Melton switches to commingled for cost savings

Responding to deep cuts while also looking to boost environmental performance, one council found that moving to commingled collections ticked all the boxes. Raman Selvon explains why

Commingling: drives up recycling while driving down costs

Commingling: drives up recycling while driving down costs

It's a story that will be familiar to all English local authorities. Council faces severe budgets cuts and has to make agonising decisions about how these will impact on local services. As a small council in Leicestershire, Melton Borough Council has had to face up to these challenges and dig deep to look for efficiency savings.

However, because our statutory services outnumber the non-statutory, this left us with limited options. Add to that our responsibility for housing and children's services, and the council faced some really difficult choices. Intense discussion around service delivery led to a simple conclusion: waste and recycling collections for our 49,000 residents consume around 40% of Melton's annual budget. We therefore had to ask - could we make any savings by introducing changes?

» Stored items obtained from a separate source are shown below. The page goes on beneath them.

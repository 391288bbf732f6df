use std::{
    cmp::Reverse,
    env,
    fs::{self, File},
    io::Write,
    path::{Path, PathBuf},
};

use chrono::{DateTime, NaiveDateTime, Utc};

use crate::{Config, ConfigError};

/// Overrides the base directory for configuration and journals.
pub const HOME_ENV_VAR: &str = "LOT_LEDGER_HOME";
const BACKUP_EXTENSION: &str = "json";
const BACKUP_TIMESTAMP_FORMAT: &str = "%Y%m%d_%H%M";
const TMP_SUFFIX: &str = "tmp";

/// `$LOT_LEDGER_HOME`, else the platform data directory, else the working directory.
pub fn resolve_base_dir() -> PathBuf {
    if let Some(home) = env::var_os(HOME_ENV_VAR).filter(|value| !value.is_empty()) {
        return PathBuf::from(home);
    }
    dirs::data_dir()
        .map(|dir| dir.join("lot_ledger"))
        .unwrap_or_else(|| PathBuf::from("."))
}

/// Handles persistence and backup management for [`Config`].
#[derive(Debug, Clone)]
pub struct ConfigManager {
    config_path: PathBuf,
    backups_dir: PathBuf,
}

impl ConfigManager {
    pub fn new(config_path: PathBuf, backups_dir: PathBuf) -> Self {
        Self {
            config_path,
            backups_dir,
        }
    }

    pub fn with_base_dir(base: PathBuf) -> Result<Self, ConfigError> {
        let config_dir = base.join("config");
        let backups_dir = config_dir.join("backups");
        fs::create_dir_all(&backups_dir)?;
        Ok(Self::new(config_dir.join("config.json"), backups_dir))
    }

    pub fn config_path(&self) -> &Path {
        &self.config_path
    }

    pub fn backups_dir(&self) -> &Path {
        &self.backups_dir
    }

    /// Reads the stored config, or the defaults when none was saved yet.
    pub fn load(&self) -> Result<Config, ConfigError> {
        if !self.config_path.exists() {
            return Ok(Config::default());
        }
        read_config(&self.config_path)
    }

    pub fn save(&self, config: &Config) -> Result<(), ConfigError> {
        let tmp = tmp_path(&self.config_path);
        write_atomic(&tmp, &serialize_config(config)?)?;
        fs::rename(&tmp, &self.config_path)?;
        Ok(())
    }

    pub fn backup(&self, config: &Config, note: Option<&str>) -> Result<String, ConfigError> {
        let timestamp = Utc::now().format(BACKUP_TIMESTAMP_FORMAT).to_string();
        let mut name = format!("config_{}", timestamp);
        if let Some(label) = sanitize_note(note) {
            name.push('_');
            name.push_str(&label);
        }
        name.push_str(&format!(".{}", BACKUP_EXTENSION));
        write_atomic(&self.backups_dir.join(&name), &serialize_config(config)?)?;
        Ok(name)
    }

    pub fn restore(&self, backup_name: &str) -> Result<Config, ConfigError> {
        let path = self.backups_dir.join(backup_name);
        if !path.exists() {
            return Err(ConfigError::BackupNotFound(backup_name.to_string()));
        }
        read_config(&path)
    }

    /// Backup file names, newest first.
    pub fn list_backups(&self) -> Result<Vec<String>, ConfigError> {
        if !self.backups_dir.exists() {
            return Ok(Vec::new());
        }
        let mut entries = Vec::new();
        for entry in fs::read_dir(&self.backups_dir)? {
            let path = entry?.path();
            if path.extension().and_then(|ext| ext.to_str()) != Some(BACKUP_EXTENSION) {
                continue;
            }
            if let Some(name) = path.file_name().and_then(|name| name.to_str()) {
                entries.push(name.to_string());
            }
        }
        entries.sort_by_key(|name| Reverse(parse_timestamp(name)));
        Ok(entries)
    }
}

fn read_config(path: &Path) -> Result<Config, ConfigError> {
    let data = fs::read_to_string(path)?;
    serde_json::from_str(&data).map_err(|err| ConfigError::Serde(err.to_string()))
}

fn serialize_config(config: &Config) -> Result<String, ConfigError> {
    serde_json::to_string_pretty(config).map_err(|err| ConfigError::Serde(err.to_string()))
}

fn sanitize_note(note: Option<&str>) -> Option<String> {
    let mut sanitized = String::new();
    let mut last_dash = false;
    for ch in note?.trim().chars() {
        if ch.is_ascii_alphanumeric() {
            sanitized.push(ch.to_ascii_lowercase());
            last_dash = false;
        } else if !sanitized.is_empty() && !last_dash {
            sanitized.push('-');
            last_dash = true;
        }
    }
    let trimmed = sanitized.trim_matches('-');
    (!trimmed.is_empty()).then(|| trimmed.to_string())
}

fn parse_timestamp(name: &str) -> Option<DateTime<Utc>> {
    let trimmed = name.strip_suffix(&format!(".{}", BACKUP_EXTENSION))?;
    let mut segments = trimmed.split('_').skip(1);
    let date_part = segments.next()?;
    let time_part = segments.next()?;
    NaiveDateTime::parse_from_str(&format!("{date_part}{time_part}"), "%Y%m%d%H%M")
        .ok()
        .map(|naive| DateTime::from_naive_utc_and_offset(naive, Utc))
}

fn tmp_path(path: &Path) -> PathBuf {
    let mut tmp = path.to_path_buf();
    let ext = match path.extension().and_then(|ext| ext.to_str()) {
        Some(existing) => format!("{}.{}", existing, TMP_SUFFIX),
        None => TMP_SUFFIX.to_string(),
    };
    tmp.set_extension(ext);
    tmp
}

fn write_atomic(path: &Path, data: &str) -> Result<(), ConfigError> {
    if let Some(parent) = path.parent() {
        fs::create_dir_all(parent)?;
    }
    let mut file = File::create(path)?;
    file.write_all(data.as_bytes())?;
    file.flush()?;
    Ok(())
}
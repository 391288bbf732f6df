//! Input checks applied before any journal mutation.

use lotledger_domain::EventDraft;

use crate::CoreError;

pub fn validate_quantity(quantity: f64) -> Result<(), CoreError> {
    if !quantity.is_finite() || quantity <= 0.0 {
        return Err(CoreError::InvalidInput(format!(
            "quantity must be a positive number, got {quantity}"
        )));
    }
    Ok(())
}

pub fn validate_price(label: &str, price: f64) -> Result<(), CoreError> {
    if !price.is_finite() || price <= 0.0 {
        return Err(CoreError::InvalidInput(format!(
            "{label} must be a positive number, got {price}"
        )));
    }
    Ok(())
}

/// Rejects drafts with non-positive or non-finite quantity or price.
pub fn validate_draft(draft: &EventDraft) -> Result<(), CoreError> {
    validate_quantity(draft.quantity())?;
    let label = match draft {
        EventDraft::Purchase { .. } => "unit price",
        EventDraft::Liquidation { .. } => "selling price",
    };
    validate_price(label, draft.price())
}

#[cfg(test)]
mod tests {
    use super::*;
    use chrono::NaiveDate;

    #[test]
    fn rejects_non_positive_and_non_finite_values() {
        let ts = NaiveDate::from_ymd_opt(2024, 1, 1)
            .unwrap()
            .and_hms_opt(0, 0, 0)
            .unwrap();
        assert!(validate_draft(&EventDraft::purchase(1.0, 2.0, ts)).is_ok());
        assert!(validate_draft(&EventDraft::purchase(0.0, 2.0, ts)).is_err());
        assert!(validate_draft(&EventDraft::purchase(1.0, -2.0, ts)).is_err());
        assert!(validate_draft(&EventDraft::liquidation(f64::NAN, 2.0, ts)).is_err());

        let err = validate_draft(&EventDraft::liquidation(1.0, f64::INFINITY, ts)).unwrap_err();
        assert!(err.to_string().contains("selling price"), "{err}");
    }
}
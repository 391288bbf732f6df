use lot_ledger::{cli::run_cli, init};

fn main() {
    init();

    if let Err(err) = run_cli() {
        eprintln!("Error: {err}");
        std::process::exit(1);
    }
}
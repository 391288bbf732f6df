//! Shared identifiers, traits, and timestamp utilities for ledger primitives.

use std::fmt;

use chrono::{NaiveDate, NaiveDateTime, Timelike};
use serde::{Deserialize, Serialize};

/// Quantities whose magnitude falls at or below this threshold are treated as zero.
pub const QUANTITY_EPSILON: f64 = 1e-9;

/// Canonical textual form of a ledger timestamp.
pub const TIMESTAMP_FORMAT: &str = "%Y-%m-%d %H:%M:%S";

const ALTERNATE_TIMESTAMP_FORMAT: &str = "%Y-%m-%dT%H:%M:%S";
const DATE_FORMAT: &str = "%Y-%m-%d";

/// Journal-wide event identifier. Assigned monotonically and never reused.
#[derive(
    Debug, Clone, Copy, PartialEq, Eq, PartialOrd, Ord, Hash, Serialize, Deserialize, Default,
)]
#[serde(transparent)]
pub struct EventId(pub u64);

impl EventId {
    pub fn value(self) -> u64 {
        self.0
    }

    /// The following id, or `None` once the id space is exhausted.
    pub fn next(self) -> Option<Self> {
        self.0.checked_add(1).map(Self)
    }
}

impl fmt::Display for EventId {
    fn fmt(&self, f: &mut fmt::Formatter<'_>) -> fmt::Result {
        write!(f, "#{}", self.0)
    }
}

impl From<u64> for EventId {
    fn from(value: u64) -> Self {
        Self(value)
    }
}

/// Exposes the journal identifier of an entity.
pub trait Identifiable {
    fn id(&self) -> EventId;
}

/// Converts an entity into a user-facing display label.
pub trait Displayable {
    fn display_label(&self) -> String;
}

/// Returns `true` when `value` is within [`QUANTITY_EPSILON`] of zero.
pub fn is_negligible(value: f64) -> bool {
    value.abs() <= QUANTITY_EPSILON
}

/// Drops any sub-second component so timestamps compare at second resolution.
pub fn truncate_to_second(timestamp: NaiveDateTime) -> NaiveDateTime {
    timestamp.with_nanosecond(0).unwrap_or(timestamp)
}

/// Formats a timestamp using [`TIMESTAMP_FORMAT`].
pub fn format_timestamp(timestamp: NaiveDateTime) -> String {
    timestamp.format(TIMESTAMP_FORMAT).to_string()
}

/// Parses `YYYY-MM-DD HH:MM:SS`, `YYYY-MM-DDTHH:MM:SS`, or a bare `YYYY-MM-DD` (midnight).
pub fn parse_timestamp(raw: &str) -> Result<NaiveDateTime, TimestampError> {
    let trimmed = raw.trim();
    if trimmed.is_empty() {
        return Err(TimestampError::Empty);
    }
    if let Ok(parsed) = NaiveDateTime::parse_from_str(trimmed, TIMESTAMP_FORMAT) {
        return Ok(truncate_to_second(parsed));
    }
    if let Ok(parsed) = NaiveDateTime::parse_from_str(trimmed, ALTERNATE_TIMESTAMP_FORMAT) {
        return Ok(truncate_to_second(parsed));
    }
    NaiveDate::parse_from_str(trimmed, DATE_FORMAT)
        .ok()
        .and_then(|date| date.and_hms_opt(0, 0, 0))
        .ok_or_else(|| TimestampError::Malformed(trimmed.to_string()))
}

#[derive(Debug, Clone, PartialEq, Eq)]
/// Errors raised while parsing ledger timestamps.
pub enum TimestampError {
    Empty,
    Malformed(String),
}

impl fmt::Display for TimestampError {
    fn fmt(&self, f: &mut fmt::Formatter<'_>) -> fmt::Result {
        match self {
            TimestampError::Empty => f.write_str("timestamp is empty"),
            TimestampError::Malformed(raw) => write!(
                f,
                "timestamp `{}` is not in YYYY-MM-DD HH:MM:SS format",
                raw
            ),
        }
    }
}

impl std::error::Error for TimestampError {}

In reaching a "yes" answer, we were guided both by resident comments and by the collective experience of our long-term waste and recycling partner, Biffa. Melton first retained Biffa in 2002, and shortly after, introduced a new service based on an alternate week collection of twin-wheeled bins (one for refuse, one for green waste), and weekly kerbside-sort collection of boxed dry recyclables. Our residents responded enthusiastically and Melton became a top recycler, climbing to a current recycling rate of 50%.

The cost-saving answer, which rolled out as a major service change last month, was obvious - switch the weekly kerbside-sort dry recyclable collections to fortnightly commingled collections from wheeled bins, drop the free garden waste service, and give residents the chance of joining Biffa's subscription-based Green Waste Club.

We found that the existing green waste service made up a large part of the overall collections, and as one of the few areas of domestic waste services for which direct charges could be applied this really guided our final decision. The historically-free green waste service was embedded in residents' council tax, but quite a large number of households don't have gardens and so pay for an unused service. Logic dictated that Melton could cut costs by letting residents choose whether they paid for a green waste service.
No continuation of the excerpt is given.